A obrigatoriedade sustenta-se em estudos como os de Mantoan (2009, s.p.), para
quem “inclusão é estar com, é interagir com o outro, e sem essa perspectiva muitos sujeitos
estariam condenados à cidadania pela metade”. Quanto à capacitação ou formação pedagógica
para incluir que passa a preocupar os docentes da educação inclusiva, a autora afirma que:
O papel do professor é ser regente de classe, e não especialista em deficiência. Essa
responsabilidade é da equipe de atendimento especializado. Não pode haver
confusão.

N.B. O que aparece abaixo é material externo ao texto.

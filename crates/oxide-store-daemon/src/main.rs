//! oxide-store daemon
//!
//! Owns the database and its snapshot timer, and serves the REST API over
//! HTTP until interrupted. Exits non-zero on any init failure (bad config,
//! unwritable snapshot path, port bind failure).

use std::net::SocketAddr;
use std::path::PathBuf;
use std::sync::Arc;
use std::time::Duration;

use clap::Parser;
use http_body_util::{BodyExt, Full};
use hyper::body::Bytes;
use hyper::server::conn::http1;
use hyper::service::service_fn;
use hyper::{Request as HyperRequest, Response as HyperResponse, StatusCode};
use hyper_util::rt::TokioIo;
use tokio::net::TcpListener;
use tracing::{info, Level};
use tracing_subscriber::FmtSubscriber;

use oxide_store_core::Database;
use oxide_store_rest::{api_router, Method, Request, Router};

/// Schema-enforced tabular store with periodic JSON snapshots.
#[derive(Parser)]
#[command(name = "oxide-store-daemon")]
#[command(author, version, about, long_about = None)]
struct Cli {
    /// Snapshot file path.
    #[arg(long, env = "DUMP_PATH", default_value = ".dump.json")]
    dump_path: PathBuf,

    /// Interval between snapshots, e.g. "30s" or "1m".
    #[arg(long, env = "DUMP_INTERVAL", default_value = "1m", value_parser = humantime::parse_duration)]
    dump_interval: Duration,

    /// HTTP port to listen on.
    #[arg(long, env = "REST_PORT", default_value_t = 8080)]
    port: u16,

    /// Load an existing snapshot file on startup.
    #[arg(long)]
    restore: Option<PathBuf>,

    /// Enable verbose output.
    #[arg(short, long)]
    verbose: bool,
}

#[tokio::main]
async fn main() -> anyhow::Result<()> {
    let cli = Cli::parse();

    let log_level = if cli.verbose {
        Level::DEBUG
    } else {
        Level::INFO
    };
    let subscriber = FmtSubscriber::builder()
        .with_max_level(log_level)
        .with_target(false)
        .finish();
    tracing::subscriber::set_global_default(subscriber)?;

    let db = Database::new(&cli.dump_path, cli.dump_interval)?;
    info!(
        path = %cli.dump_path.display(),
        interval = %humantime::format_duration(cli.dump_interval),
        "database initialised"
    );

    if let Some(path) = &cli.restore {
        db.from_dump(path)?;
        info!(path = %path.display(), "restored database from snapshot");
    }

    let router = Arc::new(api_router(Arc::clone(&db)));
    let addr = SocketAddr::from(([0, 0, 0, 0], cli.port));
    let listener = TcpListener::bind(addr).await?;
    info!(%addr, "rest api listening");

    loop {
        tokio::select! {
            accepted = listener.accept() => {
                let (stream, _) = accepted?;
                let io = TokioIo::new(stream);
                let router = Arc::clone(&router);

                tokio::task::spawn(async move {
                    let service = service_fn(move |req| {
                        let router = Arc::clone(&router);
                        async move { handle_request(req, &router).await }
                    });

                    if let Err(error) = http1::Builder::new().serve_connection(io, service).await {
                        tracing::debug!(%error, "error serving connection");
                    }
                });
            }
            _ = tokio::signal::ctrl_c() => break,
        }
    }

    info!("shutting down, writing final snapshot");
    db.store_dump()?;
    Ok(())
}

/// Bridges a hyper request onto the rest router and back.
async fn handle_request(
    req: HyperRequest<hyper::body::Incoming>,
    router: &Router,
) -> Result<HyperResponse<Full<Bytes>>, std::convert::Infallible> {
    let Some(method) = Method::parse(req.method().as_str()) else {
        return Ok(plain_status(StatusCode::METHOD_NOT_ALLOWED));
    };
    let path = req.uri().path().to_string();

    let body = req
        .collect()
        .await
        .map(|collected| collected.to_bytes())
        .unwrap_or_default();
    let request = Request::new(method, path).body(body.to_vec());

    let response = router.handle(request).await;

    let mut out = HyperResponse::new(Full::new(Bytes::from(response.body)));
    *out.status_mut() =
        StatusCode::from_u16(response.status).unwrap_or(StatusCode::INTERNAL_SERVER_ERROR);
    for (key, value) in &response.headers {
        if let (Ok(name), Ok(value)) = (
            hyper::header::HeaderName::try_from(key.as_str()),
            hyper::header::HeaderValue::try_from(value.as_str()),
        ) {
            out.headers_mut().insert(name, value);
        }
    }
    Ok(out)
}

fn plain_status(status: StatusCode) -> HyperResponse<Full<Bytes>> {
    let mut response = HyperResponse::new(Full::new(Bytes::new()));
    *response.status_mut() = status;
    response
}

Uma criança surda, por exemplo, aprende com o especialista em libras
(língua brasileira de sinais) e leitura labial. Para ser alfabetizada em língua
portuguesa para surdos, conhecida como L2, a criança é atendida por um professor
de língua portuguesa capacitado para isso. A função do regente é trabalhar os
conteúdos, mas as parcerias entre os profissionais são muito produtivas.
(MANTOAN, 2009, s.p.).
A autora indica como proceder para efetivar a inclusão e as estratégias sugeridas
auxiliam na superação do paradigma integração-normalização em favor da integraçãoinclusão. Para alguns dos professores da turma em que realizamos nosso estudo, incluir
significa oferecer oportunidades iguais de crescimento pessoal e profissional, além de
proporcionar uma inclusão social, ou seja, promover a integração dos indivíduos na
sociedade; tornar aquele que tem alguma deficiência participante do processo comum de
aprendizagem, dando condições para que ele a atinja. Um dos profissionais reflete sobre o
tema em seus vários aspectos:
Sinto emoção quando observo a força de vontade do aluno em estar presente em
todas as aulas; cautela ao perceber que há vários outros problemas envolvidos neste
processo de inclusão; e preocupação quando não se tem as condições ideais para
oferecer ao aluno um ensino diferenciado – a começar porque, neste caso, o nível de
compreensão do estudante é limitado, e suas lacunas de alfabetização prejudicam o
processo. (PROFESSOR 1).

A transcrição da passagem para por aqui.